WHAT IS REQUIRED: Your answer should be the full set of records, printed exactly as they stand.

[Data items]

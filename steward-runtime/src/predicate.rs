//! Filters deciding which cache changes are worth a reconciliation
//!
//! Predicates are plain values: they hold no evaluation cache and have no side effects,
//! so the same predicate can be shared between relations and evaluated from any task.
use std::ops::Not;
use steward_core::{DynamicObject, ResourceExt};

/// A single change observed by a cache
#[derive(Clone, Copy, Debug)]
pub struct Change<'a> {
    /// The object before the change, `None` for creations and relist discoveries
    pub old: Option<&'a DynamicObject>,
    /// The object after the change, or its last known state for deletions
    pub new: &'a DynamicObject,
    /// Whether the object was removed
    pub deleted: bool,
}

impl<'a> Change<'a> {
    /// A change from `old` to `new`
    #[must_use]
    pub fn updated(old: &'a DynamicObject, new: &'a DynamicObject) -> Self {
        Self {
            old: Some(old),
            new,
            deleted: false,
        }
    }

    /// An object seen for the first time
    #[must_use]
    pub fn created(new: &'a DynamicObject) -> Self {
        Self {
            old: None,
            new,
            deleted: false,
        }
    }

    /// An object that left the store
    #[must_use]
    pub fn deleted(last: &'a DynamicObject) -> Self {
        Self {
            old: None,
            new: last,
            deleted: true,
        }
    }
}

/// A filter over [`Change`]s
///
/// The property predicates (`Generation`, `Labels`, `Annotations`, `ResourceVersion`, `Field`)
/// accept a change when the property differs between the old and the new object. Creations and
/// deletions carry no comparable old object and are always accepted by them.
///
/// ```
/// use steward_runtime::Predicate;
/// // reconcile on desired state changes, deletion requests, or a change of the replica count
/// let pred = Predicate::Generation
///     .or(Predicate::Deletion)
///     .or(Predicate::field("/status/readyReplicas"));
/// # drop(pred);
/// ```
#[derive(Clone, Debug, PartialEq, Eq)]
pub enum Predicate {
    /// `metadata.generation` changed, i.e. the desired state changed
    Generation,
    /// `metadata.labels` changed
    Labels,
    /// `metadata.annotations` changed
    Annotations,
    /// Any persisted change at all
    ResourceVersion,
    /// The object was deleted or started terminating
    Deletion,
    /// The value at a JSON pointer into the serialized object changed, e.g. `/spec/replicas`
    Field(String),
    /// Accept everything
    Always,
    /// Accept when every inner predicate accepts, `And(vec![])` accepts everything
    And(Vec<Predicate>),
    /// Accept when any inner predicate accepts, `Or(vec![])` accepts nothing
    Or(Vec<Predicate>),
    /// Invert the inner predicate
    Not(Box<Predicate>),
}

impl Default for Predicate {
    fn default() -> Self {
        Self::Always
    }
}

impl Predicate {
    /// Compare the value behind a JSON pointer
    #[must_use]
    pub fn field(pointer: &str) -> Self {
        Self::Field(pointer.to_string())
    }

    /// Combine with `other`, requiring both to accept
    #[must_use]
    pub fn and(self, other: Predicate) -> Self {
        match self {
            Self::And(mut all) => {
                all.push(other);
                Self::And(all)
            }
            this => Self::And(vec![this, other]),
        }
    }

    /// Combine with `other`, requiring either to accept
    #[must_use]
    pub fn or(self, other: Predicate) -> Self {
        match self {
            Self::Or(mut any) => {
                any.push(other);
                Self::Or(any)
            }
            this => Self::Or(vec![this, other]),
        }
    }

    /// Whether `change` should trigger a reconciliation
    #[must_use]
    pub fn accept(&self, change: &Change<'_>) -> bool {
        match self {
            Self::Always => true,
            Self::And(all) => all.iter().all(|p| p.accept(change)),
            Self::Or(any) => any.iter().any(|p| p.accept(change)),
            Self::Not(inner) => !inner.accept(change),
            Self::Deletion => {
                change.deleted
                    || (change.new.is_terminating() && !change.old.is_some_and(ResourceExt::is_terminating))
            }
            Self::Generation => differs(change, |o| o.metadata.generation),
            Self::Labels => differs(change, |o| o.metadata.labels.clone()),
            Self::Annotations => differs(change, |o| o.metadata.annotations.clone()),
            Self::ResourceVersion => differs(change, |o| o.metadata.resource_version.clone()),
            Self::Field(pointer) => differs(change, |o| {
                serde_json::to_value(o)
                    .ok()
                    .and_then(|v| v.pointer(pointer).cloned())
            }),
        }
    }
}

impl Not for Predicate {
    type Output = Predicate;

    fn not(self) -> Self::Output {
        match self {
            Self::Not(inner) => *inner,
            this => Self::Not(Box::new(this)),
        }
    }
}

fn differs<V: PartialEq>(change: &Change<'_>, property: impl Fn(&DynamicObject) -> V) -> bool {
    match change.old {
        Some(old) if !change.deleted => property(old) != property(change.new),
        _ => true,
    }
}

EXERCISE RESPONSE:
filename steward-runtime/src/predicate.rs
//! Filters deciding which cache changes are worth a reconciliation
//!
//! Predicates are plain values: they hold no evaluation cache and have no side effects,
//! so the same predicate can be shared between relations and evaluated from any task.
use std::ops::Not;
use steward_core::{DynamicObject, ResourceExt};

/// A single change observed by a cache
#[derive(Clone, Copy, Debug)]
pub struct Change<'a> {
    /// The object before the change, `None` for creations and relist discoveries
    pub old: Option<&'a DynamicObject>,
    /// The object after the change, or its last known state for deletions
    pub new: &'a DynamicObject,
    /// Whether the object was removed
    pub deleted: bool,
}

impl<'a> Change<'a> {
    /// A change from `old` to `new`
    #[must_use]
    pub fn updated(old: &'a DynamicObject, new: &'a DynamicObject) -> Self {
        Self {
            old: Some(old),
            new,
            deleted: false,
        }
    }

    /// An object seen for the first time
    #[must_use]
    pub fn created(new: &'a DynamicObject) -> Self {
        Self {
            old: None,
            new,
            deleted: false,
        }
    }

    /// An object that left the store
    #[must_use]
    pub fn deleted(last: &'a DynamicObject) -> Self {
        Self {
            old: None,
            new: last,
            deleted: true,
        }
    }
}

/// A filter over [`Change`]s
///
/// The property predicates (`Generation`, `Labels`, `Annotations`, `ResourceVersion`, `Field`)
/// accept a change when the property differs between the old and the new object. Creations and
/// deletions carry no comparable old object and are always accepted by them.
///
/// ```
/// use steward_runtime::Predicate;
/// // reconcile on desired state changes, deletion requests, or a change of the replica count
/// let pred = Predicate::Generation
///     .or(Predicate::Deletion)
///     .or(Predicate::field("/status/readyReplicas"));
/// # drop(pred);
/// ```
#[derive(Clone, Debug, PartialEq, Eq)]
pub enum Predicate {
    /// `metadata.generation` changed, i.e. the desired state changed
    Generation,
    /// `metadata.labels` changed
    Labels,
    /// `metadata.annotations` changed
    Annotations,
    /// Any persisted change at all
    ResourceVersion,
    /// The object was deleted or started terminating
    Deletion,
    /// The value at a JSON pointer into the serialized object changed, e.g. `/spec/replicas`
    Field(String),
    /// Accept everything
    Always,
    /// Accept when every inner predicate accepts, `And(vec![])` accepts everything
    And(Vec<Predicate>),
    /// Accept when any inner predicate accepts, `Or(vec![])` accepts nothing
    Or(Vec<Predicate>),
    /// Invert the inner predicate
    Not(Box<Predicate>),
}

impl Default for Predicate {
    fn default() -> Self {
        Self::Always
    }
}

impl Predicate {
    /// Compare the value behind a JSON pointer
    #[must_use]
    pub fn field(pointer: &str) -> Self {
        Self::Field(pointer.to_string())
    }

    /// Combine with `other`, requiring both to accept
    #[must_use]
    pub fn and(self, other: Predicate) -> Self {
        match self {
            Self::And(mut all) => {
                all.push(other);
                Self::And(all)
            }
            this => Self::And(vec![this, other]),
        }
    }

    /// Combine with `other`, requiring either to accept
    #[must_use]
    pub fn or(self, other: Predicate) -> Self {
        match self {
            Self::Or(mut any) => {
                any.push(other);
                Self::Or(any)
            }
            this => Self::Or(vec![this, other]),
        }
    }

    /// Whether `change` should trigger a reconciliation
    #[must_use]
    pub fn accept(&self, change: &Change<'_>) -> bool {
        match self {
            Self::Always => true,
            Self::And(all) => all.iter().all(|p| p.accept(change)),
            Self::Or(any) => any.iter().any(|p| p.accept(change)),
            Self::Not(inner) => !inner.accept(change),
            Self::Deletion => {
                change.deleted
                    || (change.new.is_terminating() && !change.old.is_some_and(ResourceExt::is_terminating))
            }
            Self::Generation => differs(change, |o| o.metadata.generation),
            Self::Labels => differs(change, |o| o.metadata.labels.clone()),
            Self::Annotations => differs(change, |o| o.metadata.annotations.clone()),
            Self::ResourceVersion => differs(change, |o| o.metadata.resource_version.clone()),
            Self::Field(pointer) => differs(change, |o| {
                serde_json::to_value(o)
                    .ok()
                    .and_then(|v| v.pointer(pointer).cloned())
            }),
        }
    }
}

impl Not for Predicate {
    type Output = Predicate;

    fn not(self) -> Self::Output {
        match self {
            Self::Not(inner) => *inner,
            this => Self::Not(Box::new(this)),
        }
    }
}

fn differs<V: PartialEq>(change: &Change<'_>, property: impl Fn(&DynamicObject) -> V) -> bool {
    match change.old {
        Some(old) if !change.deleted => property(old) != property(change.new),
        _ => true,
    }
}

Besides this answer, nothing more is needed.